SetAssociativeCache - High-Performance CLOCK Eviction Cache

A hardware-optimized, set-associative cache implementation using CLOCK eviction policy. Achieves 30-50% higher throughput than standard LRU/LFU/FIFO caches through SIMD vectorization, compile-time optimization, and cache-friendly memory layout.

Features

CLOCK Eviction: O(1) amortized complexity, good approximation of LRU
SIMD Vectorized Search: Parallel tag comparison using x86-64 intrinsics (SSE2/AVX2)
Compile-Time Optimization: CacheLayout trait enables constant folding and dead code elimination
Hardware-Aligned Memory: Single contiguous allocation with cache line alignment
Flexible Key Extraction: Generic KeyExtract trait supports custom key types
Custom Allocators: Full support for custom allocator implementations
No Dependencies: Core cache uses only std library

Performance

Benchmark results (sequential workload):

Cache Size 256 items:
  SetAssociativeCache:  11.38 Melem/s
  LRU/FIFO/Random:       8-9 Melem/s  (+27% slower)
  LFU:                   6.75 Melem/s (+60% slower)

Cache Size 512 items:
  SetAssociativeCache:  13.29 Melem/s
  LRU/FIFO/Random:       8-9 Melem/s  (+47% slower)
  LFU:                   6.49 Melem/s (+100% slower)

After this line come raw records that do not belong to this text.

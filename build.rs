use std::env;
use std::process::Command;
use std::str;

// Capability gate for the packed F16C representation of `Half2`.
fn main() {
    println!("cargo:rerun-if-changed=build.rs");
    println!("cargo:rustc-check-cfg=cfg(half2_native)");

    let arch = env::var("CARGO_CFG_TARGET_ARCH").unwrap_or_default();
    let target_features = env::var("CARGO_CFG_TARGET_FEATURE").unwrap_or_default();
    let has_f16c = target_features.split(',').any(|f| f == "f16c");
    let simd_enabled = env::var_os("CARGO_FEATURE_SIMD").is_some();

    // F16C intrinsics are stable in std::arch since 1.68.
    let toolchain_ok = match rustc_minor_version() {
        Some(minor) => minor >= 68,
        None => false,
    };

    if arch == "x86_64" && has_f16c && simd_enabled && toolchain_ok {
        println!("cargo:rustc-cfg=half2_native");
    }
}

fn rustc_minor_version() -> Option<u32> {
    let rustc = env::var_os("RUSTC")?;
    let output = Command::new(rustc).arg("--version").output().ok()?;
    let version = str::from_utf8(&output.stdout).ok()?;
    let mut pieces = version.split('.');
    if pieces.next() != Some("rustc 1") {
        return None;
    }
    pieces.next()?.parse().ok()
}
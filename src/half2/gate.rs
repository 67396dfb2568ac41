//! Capability gate
//!
//! `build.rs` sets the `half2_native` cfg when all of these hold for the
//! build:
//!
//! - the target is `x86_64`;
//! - the `f16c` target feature is enabled crate-wide (e.g.
//!   `RUSTFLAGS="-C target-cpu=haswell"`);
//! - the `simd` cargo feature is on;
//! - rustc is at least 1.68, where the F16C intrinsics are stable.
//!
//! The decision is made once per build. Every `Half2` constructor and
//! operator is compiled from exactly one backend; nothing branches on it at
//! run time.

/// Whether the packed F16C representation was compiled in.
pub(crate) const HALF2_NATIVE: bool = cfg!(half2_native);

/// Short backend name for diagnostics.
pub(crate) const BACKEND: &str = if HALF2_NATIVE { "f16c" } else { "portable" };
//! Portable backend: two independent scalar lanes.

use super::Half2;
use crate::half::Half;
use std::ops::{Add, Div, Mul, Neg, Sub};

impl Half2 {
    /// Pair two scalars: lane 0 = `lo`, lane 1 = `hi`.
    pub fn new(lo: Half, hi: Half) -> Self {
        Self { lanes: [lo, hi] }
    }

    pub(crate) fn from_lanes(lo: Half, hi: Half) -> Self {
        Self::new(lo, hi)
    }

    pub(super) fn broadcast_i32(value: i32) -> Self {
        let h = Half::from_i32(value);
        Self { lanes: [h, h] }
    }

    /// Both lanes, in order.
    pub fn lanes(self) -> (Half, Half) {
        (self.lanes[0], self.lanes[1])
    }

    /// Build from the packed image: lane 0 in bits 0..16, lane 1 in 16..32.
    pub fn from_bits(bits: u32) -> Self {
        Self::new(Half::from_bits(bits as u16), Half::from_bits((bits >> 16) as u16))
    }

    /// The packed image: lane 0 in bits 0..16, lane 1 in 16..32.
    pub fn to_bits(self) -> u32 {
        self.lanes[0].to_bits() as u32 | (self.lanes[1].to_bits() as u32) << 16
    }
}

impl Neg for Half2 {
    type Output = Self;
    fn neg(self) -> Self {
        Self::new(-self.lanes[0], -self.lanes[1])
    }
}

impl Add for Half2 {
    type Output = Self;
    fn add(self, rhs: Self) -> Self {
        Self::new(self.lanes[0] + rhs.lanes[0], self.lanes[1] + rhs.lanes[1])
    }
}

impl Sub for Half2 {
    type Output = Self;
    fn sub(self, rhs: Self) -> Self {
        Self::new(self.lanes[0] - rhs.lanes[0], self.lanes[1] - rhs.lanes[1])
    }
}

impl Mul for Half2 {
    type Output = Self;
    fn mul(self, rhs: Self) -> Self {
        Self::new(self.lanes[0] * rhs.lanes[0], self.lanes[1] * rhs.lanes[1])
    }
}

impl Div for Half2 {
    type Output = Self;
    fn div(self, rhs: Self) -> Self {
        Self::new(self.lanes[0] / rhs.lanes[0], self.lanes[1] / rhs.lanes[1])
    }
}

impl PartialEq for Half2 {
    fn eq(&self, other: &Self) -> bool {
        self.lanes[0] == other.lanes[0] && self.lanes[1] == other.lanes[1]
    }
}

See BENCHMARK_RESULTS.md for detailed analysis and comparisons.

Usage

Basic Example

use set_associative::{SetAssociativeCache, KeyExtract, DefaultLayout};
use std::collections::hash_map::RandomState;

// Define key-value pair type
#[derive(Clone, Copy, Debug)]
struct Pair(u64, String);  // (key, value)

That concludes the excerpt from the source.